Kayıt dışılıkla mücadelenin sadece Maliye Bakanlığınca gerçekleştirilemeyeceğini de vurgulayan Şimşek, bu mücadele için toplumsal mutabakat ve herkesin desteğine ihtiyaç bulunduğunu sözlerine ekledi.

"KAYITLI İSTİHDAMIN ARTIRILMASI ZORUNLU BİR SÜREÇ"

Dünya Bankası Türkiye Direktörü Ulrich Zachau, ekonominin kayıt altına alınmasının vatandaşların hükümete ve devlete olan güvenlerini artıran bir süreç olduğunu söyledi.

Ulrich Zachau, Dünya Bankası Türkiye Ülke Ekonomik Raporu çerçevesinde, “Kayıt dışılık: Nedenler, Sonuçlar, Politikalar” konu başlığı altındaki raporun tanıtım sunuşunu yaptı.

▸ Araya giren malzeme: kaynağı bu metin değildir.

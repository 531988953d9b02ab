//! Terminal event polling

use std::time::Duration;

use crossterm::event::{
    self, Event, KeyCode, KeyModifiers, MouseButton, MouseEvent, MouseEventKind,
};
use marquee_app::{InputKey, Message, PointerEvent, PointerKind};
use marquee_core::prelude::*;

/// Convert crossterm KeyEvent to InputKey
pub fn key_event_to_input(key: crossterm::event::KeyEvent) -> Option<InputKey> {
    match key.code {
        KeyCode::Char(c) if key.modifiers.contains(KeyModifiers::CONTROL) => {
            Some(InputKey::CharCtrl(c))
        }
        KeyCode::Char(c) => Some(InputKey::Char(c)),
        KeyCode::Enter => Some(InputKey::Enter),
        KeyCode::Esc => Some(InputKey::Esc),
        KeyCode::Tab if key.modifiers.contains(KeyModifiers::SHIFT) => Some(InputKey::BackTab),
        KeyCode::Tab => Some(InputKey::Tab),
        KeyCode::BackTab => Some(InputKey::BackTab),
        KeyCode::Backspace => Some(InputKey::Backspace),
        KeyCode::Up => Some(InputKey::Up),
        KeyCode::Down => Some(InputKey::Down),
        KeyCode::Left => Some(InputKey::Left),
        KeyCode::Right => Some(InputKey::Right),
        KeyCode::Home => Some(InputKey::Home),
        KeyCode::End => Some(InputKey::End),
        KeyCode::PageUp => Some(InputKey::PageUp),
        KeyCode::PageDown => Some(InputKey::PageDown),
        _ => None, // Unsupported keys ignored
    }
}

/// Convert crossterm MouseEvent to PointerEvent
///
/// Drags count as moves so hover keeps tracking while a button is held.
pub fn mouse_event_to_pointer(mouse: MouseEvent) -> Option<PointerEvent> {
    let kind = match mouse.kind {
        MouseEventKind::Moved | MouseEventKind::Drag(_) => PointerKind::Moved,
        MouseEventKind::Down(MouseButton::Left) => PointerKind::Down,
        MouseEventKind::ScrollUp => PointerKind::ScrollUp,
        MouseEventKind::ScrollDown => PointerKind::ScrollDown,
        _ => return None,
    };
    Some(PointerEvent::new(kind, mouse.column, mouse.row))
}

/// Poll for terminal events with timeout
pub fn poll() -> Result<Option<Message>> {
    // Poll with 50ms timeout (20 FPS)
    if event::poll(Duration::from_millis(50))? {
        let message = match event::read()? {
            Event::Key(key) if key.kind == event::KeyEventKind::Press => {
                key_event_to_input(key).map(Message::Key)
            }
            Event::Mouse(mouse) => mouse_event_to_pointer(mouse).map(Message::Pointer),
            _ => None,
        };
        Ok(message)
    } else {
        Ok(Some(Message::Tick))
    }
}
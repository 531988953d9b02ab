//! Configuration file parsing for Marquee
//!
//! Supports `.marquee/config.toml` next to the dataset, or an explicit
//! path given on the command line.

pub mod settings;
pub mod types;

pub use settings::{config_path_for, load_settings, load_settings_file};
pub use types::*;
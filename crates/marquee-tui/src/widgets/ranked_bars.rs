//! Horizontal bar chart for ranked values (top films, director leaderboard)

use ratatui::{
    buffer::Buffer,
    layout::{Direction, Rect},
    text::Line,
    widgets::{Bar, BarChart, BarGroup, Widget},
};

use marquee_core::{format_compact_currency, ChartConfig};

use super::chart_panel::{panel_block, render_empty, window_start};
use crate::theme::{palette, styles};

/// Widest label drawn beside a bar
const MAX_LABEL_WIDTH: usize = 18;

/// One bar per data point, highest first.
pub struct RankedBars<'a> {
    chart: &'a ChartConfig,
    focused: bool,
    selected: Option<usize>,
}

impl<'a> RankedBars<'a> {
    pub fn new(chart: &'a ChartConfig) -> Self {
        Self {
            chart,
            focused: false,
            selected: None,
        }
    }

    pub fn focused(mut self, focused: bool) -> Self {
        self.focused = focused;
        self
    }

    pub fn selected(mut self, selected: Option<usize>) -> Self {
        self.selected = selected;
        self
    }
}

fn truncate_label(label: &str) -> String {
    if label.chars().count() <= MAX_LABEL_WIDTH {
        return label.to_string();
    }
    let mut short: String = label.chars().take(MAX_LABEL_WIDTH - 1).collect();
    short.push('…');
    short
}

impl Widget for RankedBars<'_> {
    fn render(self, area: Rect, buf: &mut Buffer) {
        let block = panel_block(self.chart, self.focused, self.selected);
        let inner = block.inner(area);
        block.render(area, buf);

        if self.chart.is_empty() {
            render_empty(inner, buf);
            return;
        }

        let rows = usize::from(inner.height);
        let start = window_start(self.selected, rows, self.chart.len());
        let bar_color = palette::chart_color(self.chart.color_for(0));

        let bars: Vec<Bar> = self
            .chart
            .labels
            .iter()
            .zip(self.chart.values.iter())
            .enumerate()
            .skip(start)
            .take(rows)
            .map(|(index, (label, value))| {
                let is_selected = self.focused && self.selected == Some(index);
                let style = if is_selected {
                    styles::accent_bold()
                } else {
                    ratatui::style::Style::default().fg(bar_color)
                };
                Bar::default()
                    .label(Line::from(truncate_label(label)))
                    .value(value.max(0.0) as u64)
                    .text_value(format_compact_currency(*value))
                    .style(style)
                    .value_style(if is_selected {
                        styles::focused_selected()
                    } else {
                        styles::text_primary()
                    })
            })
            .collect();

        BarChart::default()
            .direction(Direction::Horizontal)
            .data(BarGroup::default().bars(&bars))
            .bar_width(1)
            .bar_gap(0)
            .render(inner, buf);
    }
}
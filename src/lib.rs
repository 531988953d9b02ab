//! Marquee Library
//!
//! Box office dashboard for the terminal, with a static HTML export.

pub mod export;

use std::path::{Path, PathBuf};

use marquee_app::config::{self, Settings};
use marquee_core::prelude::*;

pub use export::{export_dashboard, ExportSummary};

/// Settings for a run: an explicit `--config` file must load, otherwise the
/// optional `.marquee/config.toml` next to the dataset is used.
pub fn resolve_settings(dataset: &Path, config_file: Option<&Path>) -> Result<Settings> {
    match config_file {
        Some(path) => config::load_settings_file(path),
        None => Ok(config::load_settings(&dataset_dir(dataset))),
    }
}

/// Directory holding the dataset; `.` for a bare file name.
pub fn dataset_dir(dataset: &Path) -> PathBuf {
    match dataset.parent() {
        Some(parent) if !parent.as_os_str().is_empty() => parent.to_path_buf(),
        _ => PathBuf::from("."),
    }
}

/// Run the interactive terminal dashboard
pub async fn run_dashboard(dataset: PathBuf, settings: Settings) -> Result<()> {
    info!("Dataset: {}", dataset.display());
    let result = marquee_tui::run(dataset, settings).await;
    if let Err(ref e) = result {
        error!("Application error: {:?}", e);
    }
    result
}
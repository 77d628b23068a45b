//! Fetch one report and print it to stdout.

use anyhow::{Context, Result};
use chrono::NaiveDate;
use std::io::{self, Write};
use vader_core::{
    Config, CurrentWeatherPresenter, HistoricalPresenter, Location, Units, present,
    provider::{historical_provider_from_config, weather_provider_from_config},
};

pub async fn show_current(config: &Config, units: Units, location: &Location) -> Result<()> {
    let provider = weather_provider_from_config(config, units)?;
    let report = provider.current(location).await?;

    let mut out = io::stdout().lock();
    writeln!(out)?;
    CurrentWeatherPresenter::new(config.widths.current)
        .render(&report, units, &mut out)
        .context("Failed to write current weather")
}

pub async fn show_forecast(config: &Config, units: Units, location: &Location) -> Result<()> {
    let provider = weather_provider_from_config(config, units)?;
    let forecast = provider.forecast(location).await?;

    let mut out = io::stdout().lock();
    writeln!(out)?;
    present::write_forecast(&forecast, units, config, &mut out)
        .context("Failed to write forecast")
}

pub async fn show_history(config: &Config, city: &str, date: NaiveDate) -> Result<()> {
    let provider = historical_provider_from_config(config)?;
    let report = provider.history(city, date).await?;

    let mut out = io::stdout().lock();
    writeln!(out)?;
    HistoricalPresenter::new(config.widths.historical)
        .render(&report, &mut out)
        .context("Failed to write historical weather")
}
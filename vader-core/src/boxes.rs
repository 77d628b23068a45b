//! Box-drawing primitives.
//!
//! Widths are counted in `char`s. Emoji that occupy two terminal columns are
//! not compensated for, so lines carrying them may render one column wider.

use std::io::{self, Write};

const TOP_LEFT: char = '┌';
const TOP_RIGHT: char = '┐';
const BOTTOM_LEFT: char = '└';
const BOTTOM_RIGHT: char = '┘';
const SIDE: char = '│';
const RULE: char = '─';

/// Horizontal placement of a standalone line.
#[derive(Debug, Clone, Copy, PartialEq, Eq)]
pub enum Align {
    Left,
    Center,
}

fn char_len(text: &str) -> usize {
    text.chars().count()
}

/// Centers `text` in `width` columns. An odd margin puts the extra fill
/// character on the left when `width` is odd, on the right otherwise.
pub fn center(text: &str, width: usize, fill: char) -> String {
    let len = char_len(text);
    if width <= len {
        return text.to_string();
    }

    let margin = width - len;
    let left = margin / 2 + (margin & width & 1);
    let right = margin - left;

    let mut out = String::with_capacity(text.len() + margin * fill.len_utf8());
    out.extend(std::iter::repeat_n(fill, left));
    out.push_str(text);
    out.extend(std::iter::repeat_n(fill, right));
    out
}

/// Pads `text` on the right to `width` columns. Longer text is left as is.
pub fn ljust(text: &str, width: usize) -> String {
    let pad = width.saturating_sub(char_len(text));
    format!("{text}{}", " ".repeat(pad))
}

/// Top border with `text` set inside two spaces of padding.
pub fn title(text: &str, width: usize) -> String {
    format!("{TOP_LEFT}{}{TOP_RIGHT}", center(&format!("  {text}  "), width, RULE))
}

/// Content line: border, one space, `text` padded to `width`, border.
pub fn body(text: &str, width: usize) -> String {
    format!("{SIDE} {}{SIDE}", ljust(text, width))
}

/// Content line with `text` centered between the borders.
pub fn centered_body(text: &str, width: usize) -> String {
    format!("{SIDE}{}{SIDE}", center(text, width, ' '))
}

pub fn footer(width: usize) -> String {
    let rule: String = std::iter::repeat_n(RULE, width).collect();
    format!("{BOTTOM_LEFT}{rule}{BOTTOM_RIGHT}")
}

/// Borderless line, used for the icon above a box.
pub fn header(text: &str, width: usize, align: Align) -> String {
    match align {
        Align::Left => ljust(text, width),
        Align::Center => center(text, width, ' '),
    }
}

pub fn paired_title(left: &str, right: &str, width: usize) -> String {
    title(left, width) + &title(right, width)
}

pub fn paired_body(left: &str, right: &str, width: usize) -> String {
    body(left, width) + &body(right, width)
}

pub fn paired_centered_body(left: &str, right: &str, width: usize) -> String {
    centered_body(left, width) + &centered_body(right, width)
}

pub fn paired_footer(width: usize) -> String {
    footer(width) + &footer(width)
}

pub fn paired_header(left: &str, right: &str, width: usize, align: Align) -> String {
    header(left, width, align) + &header(right, width, align)
}

/// Writes whole boxes to a sink.
///
/// `width` is the content width of a body line. Body lines carry a leading
/// space inside the left border, so frame lines are built one column wider
/// and every line of a box ends up `width + 3` columns.
pub struct BoxWriter<'a, W: Write + ?Sized> {
    out: &'a mut W,
    width: usize,
    indent: usize,
}

impl<'a, W: Write + ?Sized> BoxWriter<'a, W> {
    pub fn new(out: &'a mut W, width: usize) -> Self {
        Self { out, width, indent: 0 }
    }

    /// Shifts every subsequent line right by `indent` spaces.
    pub fn set_indent(&mut self, indent: usize) {
        self.indent = indent;
    }

    /// Rendered width of one box, borders included.
    pub fn box_width(&self) -> usize {
        self.width + 3
    }

    fn frame_width(&self) -> usize {
        self.width + 1
    }

    fn line(&mut self, text: &str) -> io::Result<()> {
        writeln!(self.out, "{}{}", " ".repeat(self.indent), text.trim_end())
    }

    pub fn header(&mut self, text: &str) -> io::Result<()> {
        let line = header(text, self.box_width(), Align::Center);
        self.line(&line)
    }

    pub fn title(&mut self, text: &str) -> io::Result<()> {
        let line = title(text, self.frame_width());
        self.line(&line)
    }

    pub fn subheader(&mut self, text: &str) -> io::Result<()> {
        let line = centered_body(text, self.frame_width());
        self.line(&line)
    }

    pub fn body(&mut self, text: &str) -> io::Result<()> {
        let line = body(text, self.width);
        self.line(&line)
    }

    pub fn footer(&mut self) -> io::Result<()> {
        let line = footer(self.frame_width());
        self.line(&line)
    }

    pub fn paired_header(&mut self, left: &str, right: &str) -> io::Result<()> {
        let line = paired_header(left, right, self.box_width(), Align::Center);
        self.line(&line)
    }

    pub fn paired_title(&mut self, left: &str, right: &str) -> io::Result<()> {
        let line = paired_title(left, right, self.frame_width());
        self.line(&line)
    }

    pub fn paired_subheader(&mut self, left: &str, right: &str) -> io::Result<()> {
        let line = paired_centered_body(left, right, self.frame_width());
        self.line(&line)
    }

    pub fn paired_body(&mut self, left: &str, right: &str) -> io::Result<()> {
        let line = paired_body(left, right, self.width);
        self.line(&line)
    }

    pub fn paired_footer(&mut self) -> io::Result<()> {
        let line = paired_footer(self.frame_width());
        self.line(&line)
    }
}

#[cfg(test)]
mod tests {
    use super::*;

    fn width_of(line: &str) -> usize {
        line.chars().count()
    }

    #[test]
    fn center_matches_odd_margin_rule() {
        assert_eq!(center("ab", 5, '*'), "**ab*");
        assert_eq!(center("abc", 6, '*'), "*abc**");
        assert_eq!(center("ab", 7, '*'), "***ab**");
        assert_eq!(center("abcd", 2, '*'), "abcd");
    }

    #[test]
    fn body_is_width_plus_three() {
        for text in ["", "X", "123456789"] {
            assert_eq!(width_of(&body(text, 10)), 13, "text: {text:?}");
        }
        assert_eq!(body("X", 10), "│ X         │");
    }

    #[test]
    fn body_does_not_truncate_long_text() {
        assert_eq!(body("too long for it", 4), "│ too long for it│");
    }

    #[test]
    fn title_centers_text_in_rule() {
        let line = title("Lund", 20);

        assert_eq!(width_of(&line), 22);
        assert!(line.starts_with('┌'));
        assert!(line.ends_with('┐'));
        assert!(line.contains("  Lund  "));
        assert_eq!(line, "┌──────  Lund  ──────┐");
    }

    #[test]
    fn footer_is_rule_between_corners() {
        assert_eq!(footer(4), "└────┘");
        assert_eq!(width_of(&footer(40)), 42);
    }

    #[test]
    fn header_alignment() {
        assert_eq!(header("ab", 6, Align::Center), "  ab  ");
        assert_eq!(header("ab", 6, Align::Left), "ab    ");
    }

    #[test]
    fn paired_lines_concatenate_without_separator() {
        assert_eq!(paired_footer(2), "└──┘└──┘");
        assert_eq!(paired_body("a", "b", 2), "│ a ││ b │");
        assert_eq!(paired_title("a", "b", 5), "┌  a  ┐┌  b  ┐");
    }

    #[test]
    fn writer_frames_line_up_with_bodies() {
        let mut out = Vec::new();
        let mut writer = BoxWriter::new(&mut out, 12);

        writer.title("Kiruna").unwrap();
        writer.subheader("Norrbotten").unwrap();
        writer.body("-3 °C").unwrap();
        writer.footer().unwrap();

        let text = String::from_utf8(out).unwrap();
        let widths: Vec<usize> = text.lines().map(width_of).collect();
        assert_eq!(widths, vec![15, 15, 15, 15]);
    }

    #[test]
    fn writer_applies_indent() {
        let mut out = Vec::new();
        let mut writer = BoxWriter::new(&mut out, 2);
        writer.set_indent(3);
        writer.footer().unwrap();

        assert_eq!(String::from_utf8(out).unwrap(), "   └───┘\n");
    }
}
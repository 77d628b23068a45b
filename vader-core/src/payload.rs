//! Boundary between raw provider JSON and the typed domain model.
//!
//! Every body is decoded exactly once here. Missing fields and empty arrays
//! fail with [`PayloadError::Malformed`] so rendering never sees partial data.

use chrono::{DateTime, FixedOffset, NaiveDate, NaiveDateTime};
use serde::{Deserialize, de::DeserializeOwned};

use crate::{
    error::PayloadError,
    model::{Forecast, ForecastSample, HistoricalReport, WeatherReport},
};

#[derive(Debug, Deserialize)]
struct OwMain {
    temp: f64,
    feels_like: f64,
    temp_min: Option<f64>,
    temp_max: Option<f64>,
}

#[derive(Debug, Deserialize)]
struct OwWeather {
    id: u16,
    description: String,
}

#[derive(Debug, Deserialize)]
struct OwCurrentResponse {
    name: String,
    main: OwMain,
    weather: Vec<OwWeather>,
}

#[derive(Debug, Deserialize)]
struct OwCity {
    name: String,
    /// Shift from UTC in seconds.
    #[serde(default)]
    timezone: i32,
}

#[derive(Debug, Deserialize)]
struct OwForecastEntry {
    dt: Option<i64>,
    dt_txt: Option<String>,
    main: OwMain,
    weather: Vec<OwWeather>,
}

#[derive(Debug, Deserialize)]
struct OwForecastResponse {
    city: OwCity,
    list: Vec<OwForecastEntry>,
}

#[derive(Debug, Deserialize)]
struct WwoRequest {
    query: String,
}

#[derive(Debug, Deserialize)]
#[serde(rename_all = "camelCase")]
struct WwoDay {
    date: String,
    #[serde(rename = "maxtempC")]
    max_temp_c: String,
    #[serde(rename = "mintempC")]
    min_temp_c: String,
    sun_hour: String,
}

#[derive(Debug, Deserialize)]
struct WwoData {
    request: Vec<WwoRequest>,
    weather: Vec<WwoDay>,
}

#[derive(Debug, Deserialize)]
struct WwoResponse {
    data: WwoData,
}

fn decode<T: DeserializeOwned>(body: &str) -> Result<T, PayloadError> {
    serde_json::from_str(body).map_err(|e| {
        if e.is_data() { PayloadError::malformed(e.to_string()) } else { PayloadError::Json(e) }
    })
}

fn primary_weather(weather: &[OwWeather], context: &str) -> Result<(u16, String), PayloadError> {
    weather
        .first()
        .map(|w| (w.id, w.description.clone()))
        .ok_or_else(|| PayloadError::malformed(format!("{context}: empty `weather` array")))
}

/// Parses an OpenWeatherMap `/weather` response.
pub fn parse_current(body: &str) -> Result<WeatherReport, PayloadError> {
    let parsed: OwCurrentResponse = decode(body)?;
    let (code, description) = primary_weather(&parsed.weather, "current weather")?;

    Ok(WeatherReport {
        city: parsed.name,
        temperature: parsed.main.temp,
        feels_like: parsed.main.feels_like,
        description,
        code,
    })
}

/// Parses an OpenWeatherMap `/forecast` response into local-time samples.
pub fn parse_forecast(body: &str) -> Result<Forecast, PayloadError> {
    let parsed: OwForecastResponse = decode(body)?;

    let offset = FixedOffset::east_opt(parsed.city.timezone).ok_or_else(|| {
        PayloadError::malformed(format!("city.timezone {} is out of range", parsed.city.timezone))
    })?;

    let samples = parsed
        .list
        .iter()
        .enumerate()
        .map(|(index, entry)| -> Result<ForecastSample, PayloadError> {
            let context = format!("list[{index}]");
            let timestamp = sample_timestamp(entry, offset, &context)?;
            let (code, description) = primary_weather(&entry.weather, &context)?;
            let temp_min = entry
                .main
                .temp_min
                .ok_or_else(|| PayloadError::malformed(format!("{context}: missing `main.temp_min`")))?;
            let temp_max = entry
                .main
                .temp_max
                .ok_or_else(|| PayloadError::malformed(format!("{context}: missing `main.temp_max`")))?;

            Ok(ForecastSample {
                timestamp,
                temperature: entry.main.temp,
                feels_like: entry.main.feels_like,
                temp_min,
                temp_max,
                code,
                description,
            })
        })
        .collect::<Result<Vec<_>, _>>()?;

    log::debug!("parsed {} forecast samples for {}", samples.len(), parsed.city.name);

    Ok(Forecast { city: parsed.city.name, samples })
}

fn sample_timestamp(
    entry: &OwForecastEntry,
    offset: FixedOffset,
    context: &str,
) -> Result<DateTime<FixedOffset>, PayloadError> {
    if let Some(dt) = entry.dt {
        return DateTime::from_timestamp(dt, 0)
            .map(|utc| utc.with_timezone(&offset))
            .ok_or_else(|| PayloadError::malformed(format!("{context}: `dt` {dt} is out of range")));
    }

    let text = entry
        .dt_txt
        .as_deref()
        .ok_or_else(|| PayloadError::malformed(format!("{context}: neither `dt` nor `dt_txt` present")))?;

    // `dt_txt` is already wall-clock time.
    NaiveDateTime::parse_from_str(text, "%Y-%m-%d %H:%M:%S")
        .ok()
        .and_then(|naive| naive.and_local_timezone(offset).single())
        .ok_or_else(|| PayloadError::malformed(format!("{context}: unparsable `dt_txt` '{text}'")))
}

/// Parses a WorldWeatherOnline `past-weather.ashx` response.
pub fn parse_historical(body: &str) -> Result<HistoricalReport, PayloadError> {
    let parsed: WwoResponse = decode(body)?;

    let query = parsed
        .data
        .request
        .into_iter()
        .next()
        .map(|r| r.query)
        .ok_or_else(|| PayloadError::malformed("data.request is empty"))?;

    let day = parsed
        .data
        .weather
        .first()
        .ok_or_else(|| PayloadError::malformed("data.weather is empty"))?;

    let date = NaiveDate::parse_from_str(&day.date, "%Y-%m-%d")
        .map_err(|_| PayloadError::malformed(format!("unparsable date '{}'", day.date)))?;

    Ok(HistoricalReport {
        query,
        date,
        max_temp: number_field(&day.max_temp_c, "maxtempC")?,
        min_temp: number_field(&day.min_temp_c, "mintempC")?,
        sun_hours: number_field(&day.sun_hour, "sunHour")?,
    })
}

fn number_field(value: &str, name: &str) -> Result<f64, PayloadError> {
    value
        .trim()
        .parse()
        .map_err(|_| PayloadError::malformed(format!("`{name}` is not a number: '{value}'")))
}

#[cfg(test)]
mod tests {
    use super::*;
    use chrono::Timelike;

    const CURRENT: &str = r#"{
        "name": "Göteborg",
        "dt": 1727784000,
        "main": { "temp": 11.5, "feels_like": 10.2, "temp_min": 10.0, "temp_max": 12.0 },
        "weather": [{ "id": 500, "main": "Rain", "description": "lätt regn" }]
    }"#;

    #[test]
    fn current_payload_is_parsed() {
        let report = parse_current(CURRENT).expect("valid payload");

        assert_eq!(report.city, "Göteborg");
        assert_eq!(report.temperature, 11.5);
        assert_eq!(report.feels_like, 10.2);
        assert_eq!(report.code, 500);
        assert_eq!(report.description, "lätt regn");
    }

    #[test]
    fn current_payload_without_weather_is_malformed() {
        let body = r#"{ "name": "X", "main": { "temp": 1.0, "feels_like": 1.0 }, "weather": [] }"#;
        let err = parse_current(body).unwrap_err();

        assert!(matches!(err, PayloadError::Malformed(_)));
        assert!(err.to_string().contains("empty `weather` array"));
    }

    #[test]
    fn missing_field_is_malformed_not_json() {
        let body = r#"{ "name": "X", "main": { "feels_like": 1.0 }, "weather": [] }"#;
        let err = parse_current(body).unwrap_err();

        assert!(matches!(err, PayloadError::Malformed(_)));
        assert!(err.to_string().contains("temp"));
    }

    #[test]
    fn syntax_error_is_json() {
        let err = parse_current("{ not json").unwrap_err();
        assert!(matches!(err, PayloadError::Json(_)));
    }

    #[test]
    fn forecast_uses_city_timezone() {
        // 2024-10-01 21:00:00 UTC, city at UTC+2.
        let body = r#"{
            "city": { "name": "Stockholm", "timezone": 7200 },
            "list": [{
                "dt": 1727816400,
                "main": { "temp": 8.0, "feels_like": 6.5, "temp_min": 7.0, "temp_max": 9.0 },
                "weather": [{ "id": 801, "description": "få moln" }]
            }]
        }"#;

        let forecast = parse_forecast(body).expect("valid payload");
        let sample = &forecast.samples[0];

        assert_eq!(forecast.city, "Stockholm");
        assert_eq!(sample.timestamp.hour(), 23);
        assert_eq!(sample.date(), NaiveDate::from_ymd_opt(2024, 10, 1).unwrap());
        assert_eq!(sample.temp_min, 7.0);
        assert_eq!(sample.temp_max, 9.0);
        assert_eq!(sample.code, 801);
    }

    #[test]
    fn forecast_falls_back_to_dt_txt() {
        let body = r#"{
            "city": { "name": "Malmö" },
            "list": [{
                "dt_txt": "2024-10-02 03:00:00",
                "main": { "temp": 5.0, "feels_like": 3.0, "temp_min": 4.0, "temp_max": 6.0 },
                "weather": [{ "id": 800, "description": "klar himmel" }]
            }]
        }"#;

        let forecast = parse_forecast(body).expect("valid payload");
        let sample = &forecast.samples[0];

        assert_eq!(sample.timestamp.hour(), 3);
        assert_eq!(sample.date(), NaiveDate::from_ymd_opt(2024, 10, 2).unwrap());
    }

    #[test]
    fn forecast_without_any_timestamp_is_malformed() {
        let body = r#"{
            "city": { "name": "Malmö" },
            "list": [{
                "main": { "temp": 5.0, "feels_like": 3.0, "temp_min": 4.0, "temp_max": 6.0 },
                "weather": [{ "id": 800, "description": "klar himmel" }]
            }]
        }"#;

        let err = parse_forecast(body).unwrap_err();
        assert!(err.to_string().contains("list[0]"));
    }

    #[test]
    fn historical_reads_max_and_min_independently() {
        let body = r#"{
            "data": {
                "request": [{ "type": "City", "query": "Uppsala, Sweden" }],
                "weather": [{
                    "date": "2020-07-01",
                    "maxtempC": "24",
                    "mintempC": "13",
                    "sunHour": "14.5"
                }]
            }
        }"#;

        let report = parse_historical(body).expect("valid payload");

        assert_eq!(report.query, "Uppsala, Sweden");
        assert_eq!(report.date, NaiveDate::from_ymd_opt(2020, 7, 1).unwrap());
        assert_eq!(report.max_temp, 24.0);
        assert_eq!(report.min_temp, 13.0);
        assert_eq!(report.sun_hours, 14.5);
    }

    #[test]
    fn historical_without_days_is_malformed() {
        let body = r#"{ "data": { "request": [{ "query": "X" }], "weather": [] } }"#;
        let err = parse_historical(body).unwrap_err();

        assert!(err.to_string().contains("data.weather is empty"));
    }
}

Zachau, Swissotel'de düzenlenen raporun sunumunda kayıt dışılığın çok önemli bir konu olduğunun altını çizerek, kayıt dışıyla mücadele ve kayıtlı istihdamın artırılmasının zorlu bir süreç olduğunu söyledi.

Dünya Bankası tarafından hazırlanan bu raporun Türkiye'nin kayıt dışılığın üstesinden nasıl gelebileceğine ilişkin öneriler olduğunu belirten Zachau, raporun, Türkiye'nin kayıt dışılığın üstesinden gelmesiyle büyük bir fayda sağlayacağını da gösterdiğini bildirdi.

Ekonominin ve işgücünün kayıt altına alınmasının potansiyel kazanımları olduğunu vurgulayan Zachau, istihdamın kayıt altına alınmasının hem işçinin hem de işverenin yararına olduğunu ifade etti.

Zachau, istihdamın kayıt altına alınmasıyla işyerinin verimliliğinin de yükseleceğini, kayıt altına alma sürecinin özellikle kadınların işgücüne katılımını artıracağını, ekonominin kayıt altına alınmasının, toplumdaki daha savunmasız ve kırılgan kesimlerin korunmasını belirterek, Türkiye'de geçen yıl krizden en çok etkilenen kesimin de kırılgan gruplardan oluştuğunu hatırlattı.

Ulrich Zachau, kayıt dışının azaltılmasıyla, vergi gelirlerinin de arttığına dikkati çekti. Kadınların istihdama katılmasının önemini vurgulayan Zachau, bunun Türkiye açısından önemli bir konu olduğunu belirterek, kadınların işgücüne katılması ve istihda mın artırılmasının ulusal tasarruf düzeyini de yükselteceğini kaydetti. Zachau, raporun kapağındaki resmin de istihdamdaki dışlanmayı simgelediğini ifade etti. Zachau, Türkiye'nin canlı ekonomisini kayıt altına alarak çok daha fazla kazanç sağlayabileceğini de vurguladı.